Program pengembangan pesawat tempur perlu investasi awal yang masih belum dapat dirasakan manfaatnya oleh Pemerintah Indonesia, seperti halnya program pengembangan industri baru lainnya. Namun, prospek yang akan dimiliki Indonesia adalah membangun kemampuan industri pertahanan yang mandiri dan industri pertahanan dapat memenuhi kebutuhan angkatan udara. Selain itu, negara akan memiliki daya gentar di kawasan apabila mampu membangun industri pertahanan.
Untuk bisa menuntaskan permasalahan yang ada dengan segera, karena waktu terus berjalan dan berdampak pada ketertinggalan Indonesia dalam program, diperlukan perundingan dengan kemampuan yang baik sehingga dapat mencapai kepentingan nasional kita.

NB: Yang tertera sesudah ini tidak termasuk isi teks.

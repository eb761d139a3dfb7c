#![cfg_attr(all(not(debug_assertions), not(test)), deny(warnings))]
#![cfg_attr(
    all(not(debug_assertions), not(test)),
    deny(clippy::all, clippy::pedantic, clippy::nursery)
)]
#![allow(clippy::module_name_repetitions, clippy::missing_errors_doc)]
#![cfg_attr(not(test), deny(clippy::unwrap_used, clippy::expect_used))]
//! Motion-control core of a four-finger myoelectric hand (hardware-agnostic).
//!
//! All hardware interactions go through `hand_traits::AnalogInput` and
//! `hand_traits::LinePair`.
//!
//! ## Architecture
//!
//! - **Sensing**: multisampled potentiometer reads (`sensor`)
//! - **Estimation**: memoryless state classification from three timed samples (`estimator`)
//! - **Planning**: instruction to timed full-speed pulse (`planner`)
//! - **Actuation**: line driving with a per-finger de-assertion timer (`actuator`, `timer`)
//! - **Supervision**: stall abort and drift correction on its own cadence (`observer`)
//! - **Shared state**: per-finger locked records (`registry`)
//!
//! The control loop and the observer run on separate threads and only meet
//! inside `FingerRegistry::with_finger`.

pub mod actuator;
pub mod builder;
pub mod calibration;
pub mod config;
pub mod control;
pub mod conversions;
pub mod error;
pub mod estimator;
pub mod hw_error;
pub mod mocks;
pub mod observer;
pub mod planner;
pub mod pose;
pub mod registry;
pub mod runner;
pub mod sensor;
pub mod status;
pub mod timer;
pub mod types;
pub mod util;
pub mod worker;

pub use actuator::ActuatorDriver;
pub use builder::{Hand, HandBuilder};
pub use calibration::{FingerCalibration, FingerId, default_table};
pub use config::{ControlCfg, EstimatorCfg, HandSettings, ObserverCfg, PlannerCfg, SensorCfg};
pub use control::ControlLoop;
pub use error::{BuildError, FingerFault, HandError, Result};
pub use estimator::{Estimate, StateEstimator, classify};
pub use observer::StallObserver;
pub use planner::MovementPlanner;
pub use pose::{Pose, PoseMap};
pub use registry::{FingerCtx, FingerRegistry};
pub use runner::{RunSummary, RunningHand, run_until};
pub use sensor::{PositionSensor, SensorReading};
pub use status::{CycleReport, FingerOutcome, ObserverOutcome};
pub use types::{
    Direction, FingerRuntime, FingerState, Instruction, InstructionSnapshot, PlannedCommand,
};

Pandemi Covid-19 dan dampak ekonominya yang destruktif bisa jadi alasan Indonesia sehingga belum dapat memenuhi kewajibannya. Prinsip hukum clausula rebus sic stantibus bisa diajukan karena adanya perubahan lingkungan yang mendesak. Kepentingan Indonesia jangka panjang untuk menjadikan industri pertahanannya mandiri perlu diselesaikan dengan baik di meja perundingan. Hasilnya tentu kesepakatan yang bisa diterima kedua pihak.